Collection entries
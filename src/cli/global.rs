// git-mux: Multi-Repository Branch Multiplexer
//
// SPDX-FileCopyrightText: 2026 Romeo Ahmed
// SPDX-License-Identifier: GPL-3.0-or-later

//! Global CLI options available for all commands.
//!
//! # Option Precedence
//!
//! ```text
//! --config FILE     ← Additional config files (can repeat)
//! --log-level N     ← Console verbosity (0-6)
//! --file-log-level  ← File verbosity (overrides --log-level)
//! --log-file FILE   ← global.log_file override
//! --set KEY=VAL     ← Direct config override
//!
//! Precedence: CLI flags > --set > env > --config > git-mux.toml > defaults
//! ```

use clap::Args;
use std::path::PathBuf;

/// Global options available for all commands.
#[derive(Debug, Clone, Default, Args)]
pub struct GlobalOptions {
    /// Path to additional TOML configuration file(s).
    /// Can be specified multiple times.
    #[arg(short = 'c', long = "config", value_name = "FILE", action = clap::ArgAction::Append, global = true)]
    pub configs: Vec<PathBuf>,

    /// Console log level (0=silent, 1=errors, 2=warnings, 3=info, 4=debug, 5=trace, 6=dump).
    #[arg(short = 'l', long = "log-level", value_name = "LEVEL", value_parser = clap::value_parser!(u8).range(0..=6), global = true)]
    pub log_level: Option<u8>,

    /// File log level, overrides --log-level for the log file.
    #[arg(long = "file-log-level", value_name = "LEVEL", value_parser = clap::value_parser!(u8).range(0..=6), global = true)]
    pub file_log_level: Option<u8>,

    /// Path to log file.
    #[arg(long = "log-file", value_name = "FILE", global = true)]
    pub log_file: Option<PathBuf>,

    /// Sets an option, such as 'flow.remote=upstream' or 'components.api=git@host:api.git'.
    /// Can be specified multiple times.
    #[arg(short = 's', long = "set", value_name = "OPTION", action = clap::ArgAction::Append, global = true)]
    pub options: Vec<String>,

    /// Disables auto loading of git-mux.toml, only uses --config.
    #[arg(long = "no-default-config", global = true)]
    pub no_default_config: bool,
}

impl GlobalOptions {
    /// Converts command-line options to `section.key=value` overrides.
    #[must_use]
    pub fn to_config_overrides(&self) -> Vec<String> {
        let mut overrides = self.options.clone();

        if let Some(level) = self.log_level {
            overrides.push(format!("global.output_log_level={level}"));
        }

        // file_log_level falls back to log_level if not specified
        if let Some(level) = self.file_log_level.or(self.log_level) {
            overrides.push(format!("global.file_log_level={level}"));
        }

        if let Some(ref path) = self.log_file {
            overrides.push(format!("global.log_file={}", path.display()));
        }

        overrides
    }
}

» **REQUIREMENT**
Your answer should consist of every line from the entries that holds "self".

» **SOLUTION TO THIS TASK**
    pub fn to_config_overrides(&self) -> Vec<String> {
        let mut overrides = self.options.clone();
        if let Some(level) = self.log_level {
        if let Some(level) = self.file_log_level.or(self.log_level) {
        if let Some(ref path) = self.log_file {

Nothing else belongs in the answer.